Jan. 14 (Bloomberg) -- President Barack Obama speaks at a White House news conference about negotiations over raising the U.S. debt ceiling, deficit reduction and gun control. Obama warned Congress against using the debt ceiling as leverage in the spending debate, saying "markets could go haywire" and government payments will be held up if the limit isn’t raised. (Source: Bloomberg)

President Barack Obama warned Congress against using the debt ceiling as leverage in the spending debate, saying “markets could go haywire” and government payments, from Social Security checks to military salaries, will be held up if the limit isn’t raised.

Republican lawmakers “will not collect a ransom” if they delay increasing federal borrowing authority, Obama said today at a White House news conference. “There are no magic tricks here. There are no loopholes. There are no easy outs.”

Obama is seeking to head off a fight with Congress in the coming weeks over raising the $16.4 trillion U.S. debt ceiling as Republican lawmakers consider a government shutdown or default as a means to extract spending cuts. Republican leaders responded by saying that raising the borrowing authority must be linked to spending cuts.
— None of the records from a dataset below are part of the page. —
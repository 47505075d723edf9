pub mod cache;
pub mod emissions_reader;
pub mod national_reader;
pub mod workbook_reader;

pub use cache::WorkbookCache;
pub use emissions_reader::{EmissionsReader, LoadReport};
pub use national_reader::NationalReader;
pub use workbook_reader::{cell_from_data, concat_sheets, SheetTable, WorkbookReader};
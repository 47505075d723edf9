use std::collections::BTreeSet;

use crate::models::{EmissionRecord, Sector};

/// The normalized long-format table. Built once per load and never mutated;
/// queries derive new, smaller results from it.
#[derive(Debug, Clone, Default, PartialEq)]
pub struct EmissionTable {
    records: Vec<EmissionRecord>,
}

/// A record that belongs to the fixed sector vocabulary.
#[derive(Debug, Clone, Copy)]
pub struct SectorRecord<'a> {
    pub sector: Sector,
    pub record: &'a EmissionRecord,
}

impl EmissionTable {
    pub fn new(records: Vec<EmissionRecord>) -> Self {
        Self { records }
    }

    pub fn records(&self) -> &[EmissionRecord] {
        &self.records
    }

    pub fn len(&self) -> usize {
        self.records.len()
    }

    pub fn is_empty(&self) -> bool {
        self.records.is_empty()
    }

    /// Distinct scenario names, sorted.
    pub fn scenarios(&self) -> Vec<String> {
        distinct(self.records.iter().map(|r| r.scenario.as_str()))
    }

    /// Distinct region names, sorted.
    pub fn regions(&self) -> Vec<String> {
        distinct(self.records.iter().map(|r| r.region.as_str()))
    }

    /// Distinct sector labels as they appear in the data, sorted.
    pub fn sectors(&self) -> Vec<String> {
        distinct(self.records.iter().map(|r| r.sector.as_str()))
    }

    /// Distinct non-null years, ascending.
    pub fn years(&self) -> Vec<i32> {
        self.records
            .iter()
            .filter_map(|r| r.year)
            .collect::<BTreeSet<_>>()
            .into_iter()
            .collect()
    }

    pub fn year_range(&self) -> Option<(i32, i32)> {
        let mut years = self.records.iter().filter_map(|r| r.year);
        let first = years.next()?;
        Some(years.fold((first, first), |(lo, hi), y| (lo.min(y), hi.max(y))))
    }

    /// Sector-restricted view in canonical sector order. Records with a label
    /// outside the vocabulary are left out; the table itself keeps them.
    pub fn sector_records(&self) -> Vec<SectorRecord<'_>> {
        let mut restricted: Vec<SectorRecord<'_>> = self
            .records
            .iter()
            .filter_map(|record| {
                record
                    .known_sector()
                    .map(|sector| SectorRecord { sector, record })
            })
            .collect();
        restricted.sort_by_key(|r| r.sector.display_index());
        restricted
    }

    /// Sector labels present in the data but outside the vocabulary.
    pub fn unknown_sectors(&self) -> Vec<String> {
        distinct(
            self.records
                .iter()
                .filter(|r| r.known_sector().is_none())
                .map(|r| r.sector.as_str()),
        )
    }
}

impl From<Vec<EmissionRecord>> for EmissionTable {
    fn from(records: Vec<EmissionRecord>) -> Self {
        Self::new(records)
    }
}

fn distinct<'a>(values: impl Iterator<Item = &'a str>) -> Vec<String> {
    values
        .collect::<BTreeSet<_>>()
        .into_iter()
        .map(str::to_string)
        .collect()
}
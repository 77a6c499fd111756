//! Loader error type.

use std::fmt;

use vermilion_device::device::DeviceError;
use vermilion_notation::ParseError;

/// Errors produced by [`RenderStateLoader`](crate::RenderStateLoader).
#[derive(Debug)]
pub enum LoaderError {
    /// The requested name (or one of its dependencies) is not declared in
    /// the parsed notation.
    NotFound { kind: &'static str, name: String },
    /// The device rejected a create info.
    Device(DeviceError),
    /// The notation parser failed, typically during reload.
    Parse(ParseError),
}

impl LoaderError {
    pub(crate) fn not_found(kind: &'static str, name: &str) -> Self {
        log::error!("unable to find {kind} '{name}'");
        LoaderError::NotFound {
            kind,
            name: name.to_owned(),
        }
    }
}

impl fmt::Display for LoaderError {
    fn fmt(&self, f: &mut fmt::Formatter<'_>) -> fmt::Result {
        match self {
            LoaderError::NotFound { kind, name } => {
                write!(f, "unable to find {kind} '{name}'")
            }
            LoaderError::Device(err) => write!(f, "{err}"),
            LoaderError::Parse(err) => write!(f, "{err}"),
        }
    }
}

impl std::error::Error for LoaderError {
    fn source(&self) -> Option<&(dyn std::error::Error + 'static)> {
        match self {
            LoaderError::Device(err) => Some(err),
            LoaderError::Parse(err) => Some(err),
            LoaderError::NotFound { .. } => None,
        }
    }
}

impl From<DeviceError> for LoaderError {
    fn from(err: DeviceError) -> Self {
        LoaderError::Device(err)
    }
}

impl From<ParseError> for LoaderError {
    fn from(err: ParseError) -> Self {
        LoaderError::Parse(err)
    }
}
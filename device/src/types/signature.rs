//! Pipeline resource signature descriptor types.

use serde::{Deserialize, Serialize};

use super::shader::ShaderStage;

/// Kind of resource a signature entry binds.
#[derive(Debug, Clone, Copy, PartialEq, Eq, Serialize, Deserialize)]
#[serde(rename_all = "SCREAMING_SNAKE_CASE")]
pub enum ResourceType {
    ConstantBuffer,
    TextureSrv,
    BufferSrv,
    TextureUav,
    BufferUav,
    Sampler,
    InputAttachment,
    AccelStruct,
}

/// One resource binding of a signature.
#[derive(Debug, Clone, PartialEq, Eq, Serialize, Deserialize)]
#[serde(rename_all = "PascalCase")]
pub struct ResourceDesc {
    pub name: String,
    #[serde(rename = "Type")]
    pub resource_type: ResourceType,
    #[serde(default = "default_count")]
    pub count: u32,
    /// Shader stages the resource is visible to. Empty means all stages.
    #[serde(default)]
    pub stages: Vec<ShaderStage>,
}

fn default_count() -> u32 {
    1
}

/// A named pipeline resource signature description.
///
/// Signatures describe the resource interface shared between pipelines;
/// a pipeline references zero or more signatures by name.
#[derive(Debug, Clone, Default, PartialEq, Eq, Serialize, Deserialize)]
#[serde(rename_all = "PascalCase")]
pub struct ResourceSignatureDesc {
    pub name: String,
    #[serde(default)]
    pub binding_index: u8,
    #[serde(default)]
    pub resources: Vec<ResourceDesc>,
    #[serde(default)]
    pub use_combined_samplers: bool,
    #[serde(default)]
    pub combined_sampler_suffix: Option<String>,
}

#[cfg(test)]
mod tests {
    use super::*;

    #[test]
    fn deserializes_resources() {
        let desc: ResourceSignatureDesc = serde_json::from_str(
            r#"{
                "Name": "Common",
                "BindingIndex": 1,
                "Resources": [
                    { "Name": "Constants", "Type": "CONSTANT_BUFFER" },
                    { "Name": "Albedo", "Type": "TEXTURE_SRV", "Count": 4, "Stages": ["PIXEL"] }
                ],
                "UseCombinedSamplers": true
            }"#,
        )
        .unwrap();
        assert_eq!(desc.binding_index, 1);
        assert_eq!(desc.resources.len(), 2);
        assert_eq!(desc.resources[0].count, 1);
        assert_eq!(desc.resources[1].resource_type, ResourceType::TextureSrv);
        assert_eq!(desc.resources[1].stages, vec![ShaderStage::Pixel]);
        assert!(desc.use_combined_samplers);
    }
}
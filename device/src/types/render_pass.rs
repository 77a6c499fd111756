//! Render pass descriptor types.

use serde::{Deserialize, Serialize};

/// Texture formats the tools layer understands.
///
/// This is deliberately the small subset render-state notation files use;
/// a real device exposes far more.
#[derive(Debug, Clone, Copy, PartialEq, Eq, Hash, Serialize, Deserialize)]
#[serde(rename_all = "SCREAMING_SNAKE_CASE")]
pub enum TextureFormat {
    Unknown,
    Rgba8Unorm,
    Rgba8UnormSrgb,
    Bgra8Unorm,
    Rgba16Float,
    Rgba32Float,
    Rg16Float,
    R32Float,
    D32Float,
    D24UnormS8Uint,
}

impl Default for TextureFormat {
    fn default() -> Self {
        TextureFormat::Unknown
    }
}

/// What happens to an attachment's contents at the start of a pass.
#[derive(Debug, Clone, Copy, PartialEq, Eq, Serialize, Deserialize)]
#[serde(rename_all = "SCREAMING_SNAKE_CASE")]
pub enum LoadOp {
    Load,
    Clear,
    Discard,
}

impl Default for LoadOp {
    fn default() -> Self {
        LoadOp::Load
    }
}

/// What happens to an attachment's contents at the end of a pass.
#[derive(Debug, Clone, Copy, PartialEq, Eq, Serialize, Deserialize)]
#[serde(rename_all = "SCREAMING_SNAKE_CASE")]
pub enum StoreOp {
    Store,
    Discard,
}

impl Default for StoreOp {
    fn default() -> Self {
        StoreOp::Store
    }
}

/// One attachment of a render pass.
#[derive(Debug, Clone, PartialEq, Eq, Serialize, Deserialize)]
#[serde(rename_all = "PascalCase", default)]
pub struct AttachmentDesc {
    pub format: TextureFormat,
    pub load_op: LoadOp,
    pub store_op: StoreOp,
    pub sample_count: u32,
}

impl Default for AttachmentDesc {
    fn default() -> Self {
        Self {
            format: TextureFormat::Unknown,
            load_op: LoadOp::default(),
            store_op: StoreOp::default(),
            sample_count: 1,
        }
    }
}

/// One subpass, referencing attachments by index.
#[derive(Debug, Clone, Default, PartialEq, Eq, Serialize, Deserialize)]
#[serde(rename_all = "PascalCase", default)]
pub struct SubpassDesc {
    pub render_targets: Vec<u32>,
    pub depth_stencil: Option<u32>,
}

/// A named render pass description.
#[derive(Debug, Clone, Default, PartialEq, Eq, Serialize, Deserialize)]
#[serde(rename_all = "PascalCase")]
pub struct RenderPassDesc {
    pub name: String,
    #[serde(default)]
    pub attachments: Vec<AttachmentDesc>,
    #[serde(default)]
    pub subpasses: Vec<SubpassDesc>,
}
U.S. Treasury bond investors -- who most directly bear the risk of a government default -- aren’t alarmed with yields on long-term U.S. debt near record lows.

Yields on the benchmark 10-year note were down one basis point, or 0.01 percentage point, to 1.86 percent at 12:21 pm New York time.

2011 Debate

When partisan gridlock last brought the government to the brink of default in August 2011, the stock market fell and Standard & Poor’s cut the nation’s credit rating. After House Speaker John Boehner, an Ohio Republican, withdrew from negotiations on July 22, 2011, the S&P 500 Stock Index fell more than 16 percent in the next 11 trading days.

Photographer: Chip Somodevilla/Getty Images

U.S. President Barack Obama. Close

U.S. President Barack Obama.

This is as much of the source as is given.